--- Entries supplied ---
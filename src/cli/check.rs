use anyhow::{Context, Result, bail};
use clap::Args;
use colored::Colorize;

use super::common::CommandContext;

/// Run one update check against the registry.
#[derive(Args, Debug)]
pub struct CheckCommand {
    /// Print the raw check result as JSON.
    #[arg(long)]
    json: bool,
}

impl CheckCommand {
    pub async fn execute(self, ctx: &CommandContext) -> Result<()> {
        let updater = &ctx.updater;
        if !self.json {
            println!("{}", "Checking for updates...".cyan());
        }

        let result = updater.check_for_updates().await;

        if self.json {
            let json =
                serde_json::to_string_pretty(&result).context("Failed to serialize result")?;
            println!("{json}");
            return Ok(());
        }

        if let Some(error) = result.error {
            bail!("Failed to check for updates: {error}");
        }

        match result.latest_version.filter(|_| result.has_update) {
            Some(record) => {
                println!(
                    "{}",
                    format!("Update available: {} -> {}", updater.app_version(), record.version)
                        .green()
                );
                if record.file_size_bytes > 0 {
                    println!("  Size:     {}", indicatif::HumanBytes(record.file_size_bytes));
                }
                println!("  Released: {}", record.created_at.format("%Y-%m-%d"));
                println!("  Download: {}", record.download_url);
                if let Some(notes) = record.release_notes {
                    println!();
                    println!("{notes}");
                }
                println!();
                println!("Run `branchbook-updater download` to fetch the installer");
            }
            None => {
                println!(
                    "{}",
                    format!("You are on the latest version ({})", updater.app_version()).green()
                );
            }
        }
        Ok(())
    }
}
---
Work required - Read the entries above and find each line holding the word "green". Copy it out.

Task answer -
                        .green()
                    format!("You are on the latest version ({})", updater.app_version()).green()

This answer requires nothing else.